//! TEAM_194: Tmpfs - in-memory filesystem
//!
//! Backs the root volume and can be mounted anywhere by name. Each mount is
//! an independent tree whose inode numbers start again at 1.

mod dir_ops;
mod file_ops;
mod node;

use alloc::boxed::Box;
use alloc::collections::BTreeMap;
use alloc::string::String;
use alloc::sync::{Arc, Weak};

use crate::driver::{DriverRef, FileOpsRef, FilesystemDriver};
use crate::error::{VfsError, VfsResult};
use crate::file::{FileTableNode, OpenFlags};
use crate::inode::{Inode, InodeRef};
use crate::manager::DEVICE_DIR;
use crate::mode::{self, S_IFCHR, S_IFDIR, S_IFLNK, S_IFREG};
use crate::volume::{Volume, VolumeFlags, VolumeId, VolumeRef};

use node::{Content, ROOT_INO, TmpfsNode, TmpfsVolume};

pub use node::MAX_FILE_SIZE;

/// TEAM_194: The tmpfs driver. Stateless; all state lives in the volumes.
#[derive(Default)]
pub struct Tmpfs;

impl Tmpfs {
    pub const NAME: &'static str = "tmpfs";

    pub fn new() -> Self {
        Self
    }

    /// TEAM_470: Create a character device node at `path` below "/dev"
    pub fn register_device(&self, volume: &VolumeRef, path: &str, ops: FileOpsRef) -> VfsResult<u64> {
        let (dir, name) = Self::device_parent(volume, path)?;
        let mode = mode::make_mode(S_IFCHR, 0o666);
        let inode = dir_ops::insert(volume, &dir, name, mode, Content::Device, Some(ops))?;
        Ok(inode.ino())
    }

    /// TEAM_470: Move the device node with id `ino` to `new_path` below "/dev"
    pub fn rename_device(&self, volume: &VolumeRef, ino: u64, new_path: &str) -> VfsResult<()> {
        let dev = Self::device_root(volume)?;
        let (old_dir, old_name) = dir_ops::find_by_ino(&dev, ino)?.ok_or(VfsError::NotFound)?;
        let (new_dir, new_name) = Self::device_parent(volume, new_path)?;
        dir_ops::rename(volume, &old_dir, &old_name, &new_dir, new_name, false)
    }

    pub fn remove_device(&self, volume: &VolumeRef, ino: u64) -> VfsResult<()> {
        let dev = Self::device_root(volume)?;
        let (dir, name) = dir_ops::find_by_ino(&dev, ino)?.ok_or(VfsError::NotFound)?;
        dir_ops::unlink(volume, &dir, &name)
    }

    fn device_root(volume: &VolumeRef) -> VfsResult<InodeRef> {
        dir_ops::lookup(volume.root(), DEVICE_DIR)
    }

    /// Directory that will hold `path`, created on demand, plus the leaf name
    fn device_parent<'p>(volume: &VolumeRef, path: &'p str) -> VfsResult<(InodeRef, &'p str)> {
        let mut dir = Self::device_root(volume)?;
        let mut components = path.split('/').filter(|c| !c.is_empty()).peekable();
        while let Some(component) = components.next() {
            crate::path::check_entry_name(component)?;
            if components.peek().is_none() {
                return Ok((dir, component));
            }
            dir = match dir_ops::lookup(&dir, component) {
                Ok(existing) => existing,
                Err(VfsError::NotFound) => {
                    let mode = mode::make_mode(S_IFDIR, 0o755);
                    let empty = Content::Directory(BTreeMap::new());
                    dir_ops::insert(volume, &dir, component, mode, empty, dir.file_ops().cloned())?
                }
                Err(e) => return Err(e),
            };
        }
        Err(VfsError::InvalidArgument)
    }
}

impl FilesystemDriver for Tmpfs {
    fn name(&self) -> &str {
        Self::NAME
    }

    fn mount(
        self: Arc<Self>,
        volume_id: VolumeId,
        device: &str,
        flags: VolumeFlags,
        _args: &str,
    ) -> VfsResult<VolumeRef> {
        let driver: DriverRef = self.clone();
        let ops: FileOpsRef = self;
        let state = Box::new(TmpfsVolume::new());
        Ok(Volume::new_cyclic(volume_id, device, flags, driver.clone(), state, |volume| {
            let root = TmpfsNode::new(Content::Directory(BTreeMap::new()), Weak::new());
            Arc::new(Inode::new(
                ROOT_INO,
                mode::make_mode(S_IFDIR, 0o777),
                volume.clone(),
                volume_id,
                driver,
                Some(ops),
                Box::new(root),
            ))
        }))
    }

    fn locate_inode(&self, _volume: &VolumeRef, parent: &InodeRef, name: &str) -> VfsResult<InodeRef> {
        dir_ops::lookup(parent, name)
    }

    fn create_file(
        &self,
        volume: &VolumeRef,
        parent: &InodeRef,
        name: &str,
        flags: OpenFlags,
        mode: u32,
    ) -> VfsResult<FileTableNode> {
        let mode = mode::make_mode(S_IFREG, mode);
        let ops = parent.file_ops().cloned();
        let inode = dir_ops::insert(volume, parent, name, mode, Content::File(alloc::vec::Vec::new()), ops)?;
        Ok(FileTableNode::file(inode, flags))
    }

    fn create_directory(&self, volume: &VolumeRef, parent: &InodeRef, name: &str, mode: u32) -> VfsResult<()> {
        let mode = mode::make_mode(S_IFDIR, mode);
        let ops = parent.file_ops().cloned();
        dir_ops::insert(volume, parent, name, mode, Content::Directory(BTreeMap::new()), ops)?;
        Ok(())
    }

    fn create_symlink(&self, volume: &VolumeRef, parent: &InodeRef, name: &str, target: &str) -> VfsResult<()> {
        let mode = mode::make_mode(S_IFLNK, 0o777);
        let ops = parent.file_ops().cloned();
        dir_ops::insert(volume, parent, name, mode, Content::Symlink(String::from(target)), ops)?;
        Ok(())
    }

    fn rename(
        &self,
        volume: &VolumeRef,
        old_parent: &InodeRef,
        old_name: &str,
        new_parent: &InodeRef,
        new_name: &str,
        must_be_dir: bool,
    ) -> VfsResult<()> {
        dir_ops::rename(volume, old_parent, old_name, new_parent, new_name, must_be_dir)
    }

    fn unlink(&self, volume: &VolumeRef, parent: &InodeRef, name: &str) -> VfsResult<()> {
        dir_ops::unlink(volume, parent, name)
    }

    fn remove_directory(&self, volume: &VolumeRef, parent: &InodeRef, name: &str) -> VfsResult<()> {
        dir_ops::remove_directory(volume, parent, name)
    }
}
* * * * * * *
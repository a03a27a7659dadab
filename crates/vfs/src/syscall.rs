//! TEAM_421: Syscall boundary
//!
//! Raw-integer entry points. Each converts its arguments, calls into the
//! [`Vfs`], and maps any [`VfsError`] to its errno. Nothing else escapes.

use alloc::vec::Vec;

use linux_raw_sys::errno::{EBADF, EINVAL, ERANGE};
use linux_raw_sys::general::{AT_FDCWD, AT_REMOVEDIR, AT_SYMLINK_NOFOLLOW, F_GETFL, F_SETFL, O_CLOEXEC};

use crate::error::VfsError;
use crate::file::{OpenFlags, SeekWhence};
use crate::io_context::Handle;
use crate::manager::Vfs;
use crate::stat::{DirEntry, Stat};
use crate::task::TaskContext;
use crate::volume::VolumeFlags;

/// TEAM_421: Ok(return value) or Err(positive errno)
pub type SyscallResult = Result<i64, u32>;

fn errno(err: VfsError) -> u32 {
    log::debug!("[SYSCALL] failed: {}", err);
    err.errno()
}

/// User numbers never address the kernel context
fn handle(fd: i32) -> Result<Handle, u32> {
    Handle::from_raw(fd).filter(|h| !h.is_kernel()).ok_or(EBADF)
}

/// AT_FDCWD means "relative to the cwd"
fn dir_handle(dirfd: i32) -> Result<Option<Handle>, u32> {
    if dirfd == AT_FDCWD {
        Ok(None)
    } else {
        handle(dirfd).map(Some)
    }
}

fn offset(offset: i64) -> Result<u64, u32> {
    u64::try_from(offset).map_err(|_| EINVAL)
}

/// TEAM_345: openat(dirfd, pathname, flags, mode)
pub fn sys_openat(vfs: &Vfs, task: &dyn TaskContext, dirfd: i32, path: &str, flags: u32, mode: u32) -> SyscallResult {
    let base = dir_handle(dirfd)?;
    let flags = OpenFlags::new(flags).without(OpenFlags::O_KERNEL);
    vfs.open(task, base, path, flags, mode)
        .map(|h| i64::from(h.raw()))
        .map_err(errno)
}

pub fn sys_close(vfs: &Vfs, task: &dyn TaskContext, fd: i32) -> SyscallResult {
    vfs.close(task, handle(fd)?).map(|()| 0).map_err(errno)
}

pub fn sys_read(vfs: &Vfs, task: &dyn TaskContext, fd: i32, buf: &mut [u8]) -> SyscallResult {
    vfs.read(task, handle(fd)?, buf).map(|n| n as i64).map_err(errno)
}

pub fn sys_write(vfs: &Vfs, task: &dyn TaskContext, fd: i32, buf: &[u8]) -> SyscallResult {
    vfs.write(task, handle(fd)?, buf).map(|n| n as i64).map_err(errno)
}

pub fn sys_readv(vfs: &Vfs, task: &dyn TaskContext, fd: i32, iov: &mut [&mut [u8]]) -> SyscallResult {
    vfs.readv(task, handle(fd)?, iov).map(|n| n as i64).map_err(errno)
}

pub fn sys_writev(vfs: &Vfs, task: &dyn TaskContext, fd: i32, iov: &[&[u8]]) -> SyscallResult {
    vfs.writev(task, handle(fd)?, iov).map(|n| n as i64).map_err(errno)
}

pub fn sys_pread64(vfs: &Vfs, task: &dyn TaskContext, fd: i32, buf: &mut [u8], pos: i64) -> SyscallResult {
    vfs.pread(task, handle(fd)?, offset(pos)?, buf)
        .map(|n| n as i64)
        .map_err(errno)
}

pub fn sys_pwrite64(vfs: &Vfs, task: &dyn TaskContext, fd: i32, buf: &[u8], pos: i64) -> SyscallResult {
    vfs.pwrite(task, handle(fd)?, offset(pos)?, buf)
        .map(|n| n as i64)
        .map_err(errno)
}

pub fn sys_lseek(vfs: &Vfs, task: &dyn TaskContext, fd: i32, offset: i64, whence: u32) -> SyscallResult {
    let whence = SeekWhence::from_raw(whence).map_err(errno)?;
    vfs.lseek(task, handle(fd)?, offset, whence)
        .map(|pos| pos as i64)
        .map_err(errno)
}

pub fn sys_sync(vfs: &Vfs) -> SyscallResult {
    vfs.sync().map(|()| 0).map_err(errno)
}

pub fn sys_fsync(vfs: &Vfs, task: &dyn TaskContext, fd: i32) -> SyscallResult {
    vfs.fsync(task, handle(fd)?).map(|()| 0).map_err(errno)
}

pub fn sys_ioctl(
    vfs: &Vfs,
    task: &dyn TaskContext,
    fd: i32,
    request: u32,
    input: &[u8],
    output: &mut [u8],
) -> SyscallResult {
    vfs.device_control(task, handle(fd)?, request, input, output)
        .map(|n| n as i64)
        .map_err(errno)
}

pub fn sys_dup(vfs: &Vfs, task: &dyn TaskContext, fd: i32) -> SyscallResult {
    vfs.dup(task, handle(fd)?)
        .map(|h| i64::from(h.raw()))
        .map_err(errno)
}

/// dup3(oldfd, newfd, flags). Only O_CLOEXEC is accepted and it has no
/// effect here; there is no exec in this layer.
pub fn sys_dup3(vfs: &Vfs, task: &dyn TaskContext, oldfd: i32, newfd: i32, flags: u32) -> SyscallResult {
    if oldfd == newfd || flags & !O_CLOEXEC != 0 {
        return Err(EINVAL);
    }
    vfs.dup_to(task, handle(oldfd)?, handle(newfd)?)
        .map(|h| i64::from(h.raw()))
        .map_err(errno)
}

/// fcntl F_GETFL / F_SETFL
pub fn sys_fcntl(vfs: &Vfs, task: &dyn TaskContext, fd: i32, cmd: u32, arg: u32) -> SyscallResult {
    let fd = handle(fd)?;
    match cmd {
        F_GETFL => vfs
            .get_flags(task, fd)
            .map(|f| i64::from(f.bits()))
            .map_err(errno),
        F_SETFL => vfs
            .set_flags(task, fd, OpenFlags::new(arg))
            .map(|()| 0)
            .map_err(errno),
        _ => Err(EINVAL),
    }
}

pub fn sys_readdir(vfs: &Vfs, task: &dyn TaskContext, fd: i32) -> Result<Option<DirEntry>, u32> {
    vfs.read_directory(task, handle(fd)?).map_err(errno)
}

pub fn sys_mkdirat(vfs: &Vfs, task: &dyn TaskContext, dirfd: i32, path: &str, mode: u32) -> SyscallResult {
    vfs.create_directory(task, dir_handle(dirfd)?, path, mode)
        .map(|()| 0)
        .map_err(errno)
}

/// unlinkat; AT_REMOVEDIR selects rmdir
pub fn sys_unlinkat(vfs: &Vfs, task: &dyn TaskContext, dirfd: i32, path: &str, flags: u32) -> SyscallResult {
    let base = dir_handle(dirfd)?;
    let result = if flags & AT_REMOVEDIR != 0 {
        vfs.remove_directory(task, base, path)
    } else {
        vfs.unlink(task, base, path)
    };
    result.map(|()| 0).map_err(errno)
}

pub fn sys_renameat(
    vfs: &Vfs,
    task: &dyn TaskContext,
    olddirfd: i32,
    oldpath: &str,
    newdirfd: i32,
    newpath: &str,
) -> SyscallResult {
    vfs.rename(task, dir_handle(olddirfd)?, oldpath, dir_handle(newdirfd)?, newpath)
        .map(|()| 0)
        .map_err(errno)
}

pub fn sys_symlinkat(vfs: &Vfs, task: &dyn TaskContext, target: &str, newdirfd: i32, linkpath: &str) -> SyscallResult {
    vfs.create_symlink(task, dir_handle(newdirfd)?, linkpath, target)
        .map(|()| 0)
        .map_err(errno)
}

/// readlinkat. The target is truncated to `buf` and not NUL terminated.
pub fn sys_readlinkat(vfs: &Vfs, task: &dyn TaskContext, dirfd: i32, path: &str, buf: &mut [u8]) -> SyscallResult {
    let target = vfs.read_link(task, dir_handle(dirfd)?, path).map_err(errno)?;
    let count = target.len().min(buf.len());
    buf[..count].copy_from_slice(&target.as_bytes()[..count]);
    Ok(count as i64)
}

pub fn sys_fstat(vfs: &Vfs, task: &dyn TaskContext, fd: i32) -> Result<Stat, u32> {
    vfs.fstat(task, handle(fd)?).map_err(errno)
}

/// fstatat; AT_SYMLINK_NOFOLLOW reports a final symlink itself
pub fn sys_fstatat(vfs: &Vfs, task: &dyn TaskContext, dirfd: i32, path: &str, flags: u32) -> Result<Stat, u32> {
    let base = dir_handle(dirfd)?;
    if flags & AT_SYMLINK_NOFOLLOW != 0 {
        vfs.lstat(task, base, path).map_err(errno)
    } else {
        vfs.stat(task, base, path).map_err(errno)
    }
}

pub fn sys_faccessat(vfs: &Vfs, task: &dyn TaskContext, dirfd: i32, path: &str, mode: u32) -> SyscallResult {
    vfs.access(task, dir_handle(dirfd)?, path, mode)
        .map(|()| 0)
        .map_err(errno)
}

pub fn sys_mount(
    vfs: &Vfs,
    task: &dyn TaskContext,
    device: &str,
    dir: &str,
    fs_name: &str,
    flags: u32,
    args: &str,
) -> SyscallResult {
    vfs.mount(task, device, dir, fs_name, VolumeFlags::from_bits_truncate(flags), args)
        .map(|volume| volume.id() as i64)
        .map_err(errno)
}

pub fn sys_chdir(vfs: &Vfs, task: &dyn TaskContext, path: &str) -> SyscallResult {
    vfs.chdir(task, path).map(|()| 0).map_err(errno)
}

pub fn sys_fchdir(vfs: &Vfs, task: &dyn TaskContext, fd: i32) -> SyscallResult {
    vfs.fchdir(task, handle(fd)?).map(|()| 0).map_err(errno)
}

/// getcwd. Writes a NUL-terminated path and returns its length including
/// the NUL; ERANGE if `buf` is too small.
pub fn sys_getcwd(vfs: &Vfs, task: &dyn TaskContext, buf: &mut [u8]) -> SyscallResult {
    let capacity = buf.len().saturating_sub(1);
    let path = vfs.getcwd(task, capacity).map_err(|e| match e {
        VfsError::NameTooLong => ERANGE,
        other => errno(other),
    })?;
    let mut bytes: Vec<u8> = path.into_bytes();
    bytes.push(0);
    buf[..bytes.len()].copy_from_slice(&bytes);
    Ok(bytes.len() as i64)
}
* * * * * * *
▶ Your instructions
Given the records above, restate word for word only the lines starting at the one with "fn device_root(volume: &VolumeRef)" and ending at the one with "let mut dir".

▶ Exercise output
    fn device_root(volume: &VolumeRef) -> VfsResult<InodeRef> {
        dir_ops::lookup(volume.root(), DEVICE_DIR)
    }

    /// Directory that will hold `path`, created on demand, plus the leaf name
    fn device_parent<'p>(volume: &VolumeRef, path: &'p str) -> VfsResult<(InodeRef, &'p str)> {
        let mut dir = Self::device_root(volume)?;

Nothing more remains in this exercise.